### [Assignment]
All lines of the listing that contain "false" should be shown in full.

Source data Block Start

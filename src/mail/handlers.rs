use axum::{
    body::Bytes,
    extract::State,
    http::{Method, StatusCode},
    response::{IntoResponse, Response},
    routing::any,
    Json, Router,
};
use serde::{Deserialize, Serialize};
use tracing::{error, instrument};

use super::EmailMessage;
use crate::state::AppState;

#[derive(Debug, Default, Deserialize)]
struct SendEmailRequest {
    to: Option<String>,
    subject: Option<String>,
    html: Option<String>,
}

impl SendEmailRequest {
    fn into_message(self) -> Option<EmailMessage> {
        let present = |v: Option<String>| v.filter(|s| !s.trim().is_empty());
        Some(EmailMessage {
            to: present(self.to)?,
            subject: present(self.subject)?,
            html: present(self.html)?,
        })
    }
}

#[derive(Debug, Serialize)]
#[serde(rename_all = "camelCase")]
struct SendEmailResponse {
    success: bool,
    #[serde(skip_serializing_if = "Option::is_none")]
    message_id: Option<String>,
    #[serde(skip_serializing_if = "Option::is_none")]
    error: Option<String>,
}

impl SendEmailResponse {
    fn failed(status: StatusCode, msg: impl Into<String>) -> Response {
        let body = Self {
            success: false,
            message_id: None,
            error: Some(msg.into()),
        };
        (status, Json(body)).into_response()
    }
}

pub fn router() -> Router<AppState> {
    Router::new().route("/send-email", any(send_email))
}

#[instrument(skip(state, body))]
async fn send_email(State(state): State<AppState>, method: Method, body: Bytes) -> Response {
    if method == Method::OPTIONS {
        return StatusCode::OK.into_response();
    }
    if method != Method::POST {
        return SendEmailResponse::failed(StatusCode::METHOD_NOT_ALLOWED, "Method not allowed");
    }

    let request: SendEmailRequest = serde_json::from_slice(&body).unwrap_or_default();
    let Some(message) = request.into_message() else {
        return SendEmailResponse::failed(StatusCode::BAD_REQUEST, "Missing required fields");
    };

    match state.mailer.send(&message).await {
        Ok(receipt) => Json(SendEmailResponse {
            success: true,
            message_id: Some(receipt.message_id),
            error: None,
        })
        .into_response(),
        Err(e) => {
            error!(error = %e, to = %message.to, "error sending email");
            SendEmailResponse::failed(StatusCode::INTERNAL_SERVER_ERROR, e.to_string())
        }
    }
}

#[cfg(test)]
mod tests {
    use super::*;
    use crate::testing::{read_json, test_state_with_mailer, RecordingMailer};
    use axum::{body::Body, http::Request};
    use std::sync::Arc;
    use tower::ServiceExt;

    async fn call(mailer: Arc<RecordingMailer>, method: Method, body: &str) -> (StatusCode, serde_json::Value) {
        let state = test_state_with_mailer(mailer).await;
        let app = router().with_state(state);
        let res = app
            .oneshot(
                Request::builder()
                    .method(method)
                    .uri("/send-email")
                    .header("content-type", "application/json")
                    .body(Body::from(body.to_string()))
                    .unwrap(),
            )
            .await
            .unwrap();
        let status = res.status();
        (status, read_json(res).await)
    }

    #[tokio::test]
    async fn post_sends_and_returns_message_id() {
        let mailer = Arc::new(RecordingMailer::default());
        let (status, body) = call(
            mailer.clone(),
            Method::POST,
            r#"{"to":"a@b.io","subject":"Hi","html":"<p>x</p>"}"#,
        )
        .await;
        assert_eq!(status, StatusCode::OK);
        assert_eq!(body["success"], true);
        assert!(body["messageId"].as_str().is_some());
        assert_eq!(mailer.sent()[0].subject, "Hi");
    }

    #[tokio::test]
    async fn missing_field_is_bad_request() {
        let mailer = Arc::new(RecordingMailer::default());
        let (status, body) = call(mailer.clone(), Method::POST, r#"{"to":"a@b.io","subject":"Hi"}"#).await;
        assert_eq!(status, StatusCode::BAD_REQUEST);
        assert_eq!(body["error"], "Missing required fields");
        assert!(mailer.sent().is_empty());
    }

    #[tokio::test]
    async fn get_is_not_allowed() {
        let (status, body) = call(Arc::new(RecordingMailer::default()), Method::GET, "").await;
        assert_eq!(status, StatusCode::METHOD_NOT_ALLOWED);
        assert_eq!(body["error"], "Method not allowed");
    }

    #[tokio::test]
    async fn options_is_ok() {
        let (status, _) = call(Arc::new(RecordingMailer::default()), Method::OPTIONS, "").await;
        assert_eq!(status, StatusCode::OK);
    }

    #[tokio::test]
    async fn transport_failure_is_server_error() {
        let (status, body) = call(
            Arc::new(RecordingMailer::failing()),
            Method::POST,
            r#"{"to":"a@b.io","subject":"Hi","html":"<p>x</p>"}"#,
        )
        .await;
        assert_eq!(status, StatusCode::INTERNAL_SERVER_ERROR);
        assert_eq!(body["success"], false);
    }
}
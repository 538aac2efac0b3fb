use crate::state::AppState;
use axum::Router;

pub mod dto;
pub mod geo;
pub mod handlers;
pub mod repo;
pub mod repo_types;

pub fn router() -> Router<AppState> {
    handlers::catalog_routes()
}
use axum::{
    extract::State,
    routing::{get, post},
    Json, Router,
};
use tracing::instrument;

use crate::{
    auth::{
        dto::{
            AuthResponse, ForgotPasswordRequest, LoginRequest, PublicUser, RefreshRequest,
            RegisterRequest, ResetOutcome, ResetPasswordRequest, SuccessResponse,
            TokenCheckResponse, VerifyTokenRequest,
        },
        extractors::AuthUser,
        services,
    },
    error::AppResult,
    state::AppState,
};

pub fn auth_routes() -> Router<AppState> {
    Router::new()
        .route("/auth/register", post(register))
        .route("/auth/login", post(login))
        .route("/auth/refresh", post(refresh))
        .route("/auth/logout", post(logout))
        .route("/auth/password/forgot", post(forgot_password))
        .route("/auth/password/verify", post(verify_token))
        .route("/auth/password/reset", post(reset_password))
}

pub fn me_routes() -> Router<AppState> {
    Router::new().route("/me", get(get_me))
}

#[instrument(skip(state, payload))]
pub async fn register(
    State(state): State<AppState>,
    Json(payload): Json<RegisterRequest>,
) -> AppResult<Json<AuthResponse>> {
    let res = services::register(
        &state,
        &payload.username,
        &payload.name,
        &payload.email,
        &payload.password,
    )
    .await?;
    Ok(Json(res))
}

#[instrument(skip(state, payload))]
pub async fn login(
    State(state): State<AppState>,
    Json(payload): Json<LoginRequest>,
) -> AppResult<Json<AuthResponse>> {
    Ok(Json(
        services::login(&state, &payload.email, &payload.password).await?,
    ))
}

#[instrument(skip(state, payload))]
pub async fn refresh(
    State(state): State<AppState>,
    Json(payload): Json<RefreshRequest>,
) -> AppResult<Json<AuthResponse>> {
    Ok(Json(services::refresh(&state, &payload.refresh_token).await?))
}

#[instrument(skip(state, user), fields(user_id = user.id()))]
pub async fn logout(
    State(state): State<AppState>,
    user: AuthUser,
) -> AppResult<Json<SuccessResponse>> {
    services::logout(&state, user.id()).await?;
    Ok(Json(SuccessResponse { success: true }))
}

#[instrument(skip(user), fields(user_id = user.id()))]
pub async fn get_me(user: AuthUser) -> Json<PublicUser> {
    Json(user.0.user)
}

#[instrument(skip(state, payload))]
pub async fn forgot_password(
    State(state): State<AppState>,
    Json(payload): Json<ForgotPasswordRequest>,
) -> AppResult<Json<SuccessResponse>> {
    services::request_password_reset(&state, &payload.email).await?;
    Ok(Json(SuccessResponse { success: true }))
}

#[instrument(skip(state, payload))]
pub async fn verify_token(
    State(state): State<AppState>,
    Json(payload): Json<VerifyTokenRequest>,
) -> AppResult<Json<TokenCheckResponse>> {
    let check = services::verify_reset_token(&state, &payload.token).await?;
    Ok(Json(check.into()))
}

#[instrument(skip(state, payload))]
pub async fn reset_password(
    State(state): State<AppState>,
    Json(payload): Json<ResetPasswordRequest>,
) -> AppResult<Json<ResetOutcome>> {
    Ok(Json(
        services::reset_password(&state, &payload.token, &payload.new_password).await?,
    ))
}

Source data Block End

### [Answer to this exercise]
            success: false,
        assert_eq!(body["success"], false);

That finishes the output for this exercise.